EXERCISE: Transcription should be exact. Include all entries.

DATASET:
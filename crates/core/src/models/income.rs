use serde::{Deserialize, Serialize};
use uuid::Uuid;

/// Hours per working day when none (or a non-positive value) is given.
pub const DEFAULT_HOURS_PER_DAY: f64 = 8.0;
/// Working days per week when none is given.
pub const DEFAULT_DAYS_PER_WEEK: f64 = 6.0;
/// Working days per month when none is given.
pub const DEFAULT_DAYS_PER_MONTH: f64 = 26.0;
/// Average working days of a project when none is given.
pub const DEFAULT_PROJECT_DAYS: f64 = 26.0;
/// Hours to finish one custom unit when none is given.
pub const DEFAULT_HOURS_PER_UNIT: f64 = 1.0;

fn positive_or(value: f64, default: f64) -> f64 {
    if value > 0.0 && value.is_finite() {
        value
    } else {
        default
    }
}

/// How an income is earned. Each variant carries exactly the schedule
/// fields needed to turn its `amount` into an amount per hour.
///
/// Use the constructors (`IncomeKind::daily(..)`, ...) rather than the
/// variants directly: they replace non-positive inputs with defaults so
/// that the derived hours are always positive.
#[derive(Debug, Clone, PartialEq, Serialize, Deserialize)]
#[serde(tag = "type", rename_all = "lowercase")]
pub enum IncomeKind {
    /// `amount` is the pay for one hour.
    Hourly,
    /// `amount` is the pay for one working day.
    Daily { hours_per_day: f64 },
    /// `amount` is the pay for one working week.
    Weekly { days_per_week: f64, hours_per_day: f64 },
    /// `amount` is the pay for one month.
    Monthly { days_per_month: f64, hours_per_day: f64 },
    /// `amount` is the average monthly income from projects.
    Project { avg_days: f64, hours_per_day: f64 },
    /// `amount` is the pay for one user-defined unit (e.g. one video clip).
    Custom { title: String, hours_per_unit: f64 },
}

impl IncomeKind {
    pub fn hourly() -> Self {
        IncomeKind::Hourly
    }

    pub fn daily(hours_per_day: f64) -> Self {
        IncomeKind::Daily {
            hours_per_day: positive_or(hours_per_day, DEFAULT_HOURS_PER_DAY),
        }
    }

    pub fn weekly(days_per_week: f64, hours_per_day: f64) -> Self {
        IncomeKind::Weekly {
            days_per_week: positive_or(days_per_week, DEFAULT_DAYS_PER_WEEK),
            hours_per_day: positive_or(hours_per_day, DEFAULT_HOURS_PER_DAY),
        }
    }

    pub fn monthly(days_per_month: f64, hours_per_day: f64) -> Self {
        IncomeKind::Monthly {
            days_per_month: positive_or(days_per_month, DEFAULT_DAYS_PER_MONTH),
            hours_per_day: positive_or(hours_per_day, DEFAULT_HOURS_PER_DAY),
        }
    }

    pub fn project(avg_days: f64, hours_per_day: f64) -> Self {
        IncomeKind::Project {
            avg_days: positive_or(avg_days, DEFAULT_PROJECT_DAYS),
            hours_per_day: positive_or(hours_per_day, DEFAULT_HOURS_PER_DAY),
        }
    }

    pub fn custom(title: impl Into<String>, hours_per_unit: f64) -> Self {
        IncomeKind::Custom {
            title: title.into().trim().to_string(),
            hours_per_unit: positive_or(hours_per_unit, DEFAULT_HOURS_PER_UNIT),
        }
    }

    /// Total working hours that one `amount` of this income pays for.
    pub fn hours(&self) -> f64 {
        match self {
            IncomeKind::Hourly => 1.0,
            IncomeKind::Daily { hours_per_day } => *hours_per_day,
            IncomeKind::Weekly {
                days_per_week,
                hours_per_day,
            } => days_per_week * hours_per_day,
            IncomeKind::Monthly {
                days_per_month,
                hours_per_day,
            } => days_per_month * hours_per_day,
            IncomeKind::Project {
                avg_days,
                hours_per_day,
            } => avg_days * hours_per_day,
            IncomeKind::Custom { hours_per_unit, .. } => *hours_per_unit,
        }
    }

    /// The explicit hours-per-day field, for kinds that declare one.
    pub fn hours_per_day(&self) -> Option<f64> {
        match self {
            IncomeKind::Daily { hours_per_day }
            | IncomeKind::Weekly { hours_per_day, .. }
            | IncomeKind::Monthly { hours_per_day, .. }
            | IncomeKind::Project { hours_per_day, .. } => Some(*hours_per_day),
            IncomeKind::Hourly | IncomeKind::Custom { .. } => None,
        }
    }

    /// Stable lowercase tag, identical to the serialized `type` field.
    pub fn type_name(&self) -> &'static str {
        match self {
            IncomeKind::Hourly => "hourly",
            IncomeKind::Daily { .. } => "daily",
            IncomeKind::Weekly { .. } => "weekly",
            IncomeKind::Monthly { .. } => "monthly",
            IncomeKind::Project { .. } => "project",
            IncomeKind::Custom { .. } => "custom",
        }
    }
}

impl std::fmt::Display for IncomeKind {
    fn fmt(&self, f: &mut std::fmt::Formatter<'_>) -> std::fmt::Result {
        write!(f, "{}", self.type_name())
    }
}

/// A user-declared income. Lives only on the device; it is never replicated.
///
/// `hours` is derived from `kind` when the income is built, so
/// `amount / hours` is the income's implied hourly rate.
#[derive(Debug, Clone, PartialEq, Serialize, Deserialize)]
pub struct Income {
    /// Unique within the user's income list
    pub id: Uuid,

    /// Pay for one unit of `kind` (hour, day, week, month, project month, custom unit)
    pub amount: f64,

    /// Hours that `amount` corresponds to
    pub hours: f64,

    #[serde(flatten)]
    pub kind: IncomeKind,
}

impl Income {
    pub fn new(amount: f64, kind: IncomeKind) -> Self {
        Self::with_id(Uuid::new_v4(), amount, kind)
    }

    /// Build an income with a caller-supplied identifier.
    pub fn with_id(id: Uuid, amount: f64, kind: IncomeKind) -> Self {
        let hours = kind.hours();
        Self {
            id,
            amount,
            hours,
            kind,
        }
    }

    /// `amount / hours`, or `None` when the record has no usable hours.
    pub fn hourly_rate(&self) -> Option<f64> {
        if self.hours > 0.0 {
            let rate = self.amount / self.hours;
            rate.is_finite().then_some(rate)
        } else {
            None
        }
    }
}
use serde::{Deserialize, Serialize};

use super::income::{DEFAULT_DAYS_PER_WEEK, DEFAULT_HOURS_PER_DAY};

/// The user's working pattern, used to express hours as working days,
/// weeks, months and years.
#[derive(Debug, Clone, Copy, PartialEq, Serialize, Deserialize)]
pub struct WorkSchedule {
    pub hours_per_day: f64,
    pub days_per_week: f64,
}

impl WorkSchedule {
    /// Non-positive or non-finite values fall back to 8 hours / 6 days.
    pub fn new(hours_per_day: f64, days_per_week: f64) -> Self {
        let hours_per_day = if hours_per_day > 0.0 && hours_per_day.is_finite() {
            hours_per_day
        } else {
            DEFAULT_HOURS_PER_DAY
        };
        let days_per_week = if days_per_week > 0.0 && days_per_week.is_finite() {
            days_per_week
        } else {
            DEFAULT_DAYS_PER_WEEK
        };
        Self {
            hours_per_day,
            days_per_week,
        }
    }
}

impl Default for WorkSchedule {
    fn default() -> Self {
        Self {
            hours_per_day: DEFAULT_HOURS_PER_DAY,
            days_per_week: DEFAULT_DAYS_PER_WEEK,
        }
    }
}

SOLUTION BELOW:
filename crates/core/src/models/income.rs
use serde::{Deserialize, Serialize};
use uuid::Uuid;

/// Hours per working day when none (or a non-positive value) is given.
pub const DEFAULT_HOURS_PER_DAY: f64 = 8.0;
/// Working days per week when none is given.
pub const DEFAULT_DAYS_PER_WEEK: f64 = 6.0;
/// Working days per month when none is given.
pub const DEFAULT_DAYS_PER_MONTH: f64 = 26.0;
/// Average working days of a project when none is given.
pub const DEFAULT_PROJECT_DAYS: f64 = 26.0;
/// Hours to finish one custom unit when none is given.
pub const DEFAULT_HOURS_PER_UNIT: f64 = 1.0;

fn positive_or(value: f64, default: f64) -> f64 {
    if value > 0.0 && value.is_finite() {
        value
    } else {
        default
    }
}

/// How an income is earned. Each variant carries exactly the schedule
/// fields needed to turn its `amount` into an amount per hour.
///
/// Use the constructors (`IncomeKind::daily(..)`, ...) rather than the
/// variants directly: they replace non-positive inputs with defaults so
/// that the derived hours are always positive.
#[derive(Debug, Clone, PartialEq, Serialize, Deserialize)]
#[serde(tag = "type", rename_all = "lowercase")]
pub enum IncomeKind {
    /// `amount` is the pay for one hour.
    Hourly,
    /// `amount` is the pay for one working day.
    Daily { hours_per_day: f64 },
    /// `amount` is the pay for one working week.
    Weekly { days_per_week: f64, hours_per_day: f64 },
    /// `amount` is the pay for one month.
    Monthly { days_per_month: f64, hours_per_day: f64 },
    /// `amount` is the average monthly income from projects.
    Project { avg_days: f64, hours_per_day: f64 },
    /// `amount` is the pay for one user-defined unit (e.g. one video clip).
    Custom { title: String, hours_per_unit: f64 },
}

impl IncomeKind {
    pub fn hourly() -> Self {
        IncomeKind::Hourly
    }

    pub fn daily(hours_per_day: f64) -> Self {
        IncomeKind::Daily {
            hours_per_day: positive_or(hours_per_day, DEFAULT_HOURS_PER_DAY),
        }
    }

    pub fn weekly(days_per_week: f64, hours_per_day: f64) -> Self {
        IncomeKind::Weekly {
            days_per_week: positive_or(days_per_week, DEFAULT_DAYS_PER_WEEK),
            hours_per_day: positive_or(hours_per_day, DEFAULT_HOURS_PER_DAY),
        }
    }

    pub fn monthly(days_per_month: f64, hours_per_day: f64) -> Self {
        IncomeKind::Monthly {
            days_per_month: positive_or(days_per_month, DEFAULT_DAYS_PER_MONTH),
            hours_per_day: positive_or(hours_per_day, DEFAULT_HOURS_PER_DAY),
        }
    }

    pub fn project(avg_days: f64, hours_per_day: f64) -> Self {
        IncomeKind::Project {
            avg_days: positive_or(avg_days, DEFAULT_PROJECT_DAYS),
            hours_per_day: positive_or(hours_per_day, DEFAULT_HOURS_PER_DAY),
        }
    }

    pub fn custom(title: impl Into<String>, hours_per_unit: f64) -> Self {
        IncomeKind::Custom {
            title: title.into().trim().to_string(),
            hours_per_unit: positive_or(hours_per_unit, DEFAULT_HOURS_PER_UNIT),
        }
    }

    /// Total working hours that one `amount` of this income pays for.
    pub fn hours(&self) -> f64 {
        match self {
            IncomeKind::Hourly => 1.0,
            IncomeKind::Daily { hours_per_day } => *hours_per_day,
            IncomeKind::Weekly {
                days_per_week,
                hours_per_day,
            } => days_per_week * hours_per_day,
            IncomeKind::Monthly {
                days_per_month,
                hours_per_day,
            } => days_per_month * hours_per_day,
            IncomeKind::Project {
                avg_days,
                hours_per_day,
            } => avg_days * hours_per_day,
            IncomeKind::Custom { hours_per_unit, .. } => *hours_per_unit,
        }
    }

    /// The explicit hours-per-day field, for kinds that declare one.
    pub fn hours_per_day(&self) -> Option<f64> {
        match self {
            IncomeKind::Daily { hours_per_day }
            | IncomeKind::Weekly { hours_per_day, .. }
            | IncomeKind::Monthly { hours_per_day, .. }
            | IncomeKind::Project { hours_per_day, .. } => Some(*hours_per_day),
            IncomeKind::Hourly | IncomeKind::Custom { .. } => None,
        }
    }

    /// Stable lowercase tag, identical to the serialized `type` field.
    pub fn type_name(&self) -> &'static str {
        match self {
            IncomeKind::Hourly => "hourly",
            IncomeKind::Daily { .. } => "daily",
            IncomeKind::Weekly { .. } => "weekly",
            IncomeKind::Monthly { .. } => "monthly",
            IncomeKind::Project { .. } => "project",
            IncomeKind::Custom { .. } => "custom",
        }
    }
}

impl std::fmt::Display for IncomeKind {
    fn fmt(&self, f: &mut std::fmt::Formatter<'_>) -> std::fmt::Result {
        write!(f, "{}", self.type_name())
    }
}

/// A user-declared income. Lives only on the device; it is never replicated.
///
/// `hours` is derived from `kind` when the income is built, so
/// `amount / hours` is the income's implied hourly rate.
#[derive(Debug, Clone, PartialEq, Serialize, Deserialize)]
pub struct Income {
    /// Unique within the user's income list
    pub id: Uuid,

    /// Pay for one unit of `kind` (hour, day, week, month, project month, custom unit)
    pub amount: f64,

    /// Hours that `amount` corresponds to
    pub hours: f64,

    #[serde(flatten)]
    pub kind: IncomeKind,
}

impl Income {
    pub fn new(amount: f64, kind: IncomeKind) -> Self {
        Self::with_id(Uuid::new_v4(), amount, kind)
    }

    /// Build an income with a caller-supplied identifier.
    pub fn with_id(id: Uuid, amount: f64, kind: IncomeKind) -> Self {
        let hours = kind.hours();
        Self {
            id,
            amount,
            hours,
            kind,
        }
    }

    /// `amount / hours`, or `None` when the record has no usable hours.
    pub fn hourly_rate(&self) -> Option<f64> {
        if self.hours > 0.0 {
            let rate = self.amount / self.hours;
            rate.is_finite().then_some(rate)
        } else {
            None
        }
    }
}
use serde::{Deserialize, Serialize};

use super::income::{DEFAULT_DAYS_PER_WEEK, DEFAULT_HOURS_PER_DAY};

/// The user's working pattern, used to express hours as working days,
/// weeks, months and years.
#[derive(Debug, Clone, Copy, PartialEq, Serialize, Deserialize)]
pub struct WorkSchedule {
    pub hours_per_day: f64,
    pub days_per_week: f64,
}

impl WorkSchedule {
    /// Non-positive or non-finite values fall back to 8 hours / 6 days.
    pub fn new(hours_per_day: f64, days_per_week: f64) -> Self {
        let hours_per_day = if hours_per_day > 0.0 && hours_per_day.is_finite() {
            hours_per_day
        } else {
            DEFAULT_HOURS_PER_DAY
        };
        let days_per_week = if days_per_week > 0.0 && days_per_week.is_finite() {
            days_per_week
        } else {
            DEFAULT_DAYS_PER_WEEK
        };
        Self {
            hours_per_day,
            days_per_week,
        }
    }
}

impl Default for WorkSchedule {
    fn default() -> Self {
        Self {
            hours_per_day: DEFAULT_HOURS_PER_DAY,
            days_per_week: DEFAULT_DAYS_PER_WEEK,
        }
    }
}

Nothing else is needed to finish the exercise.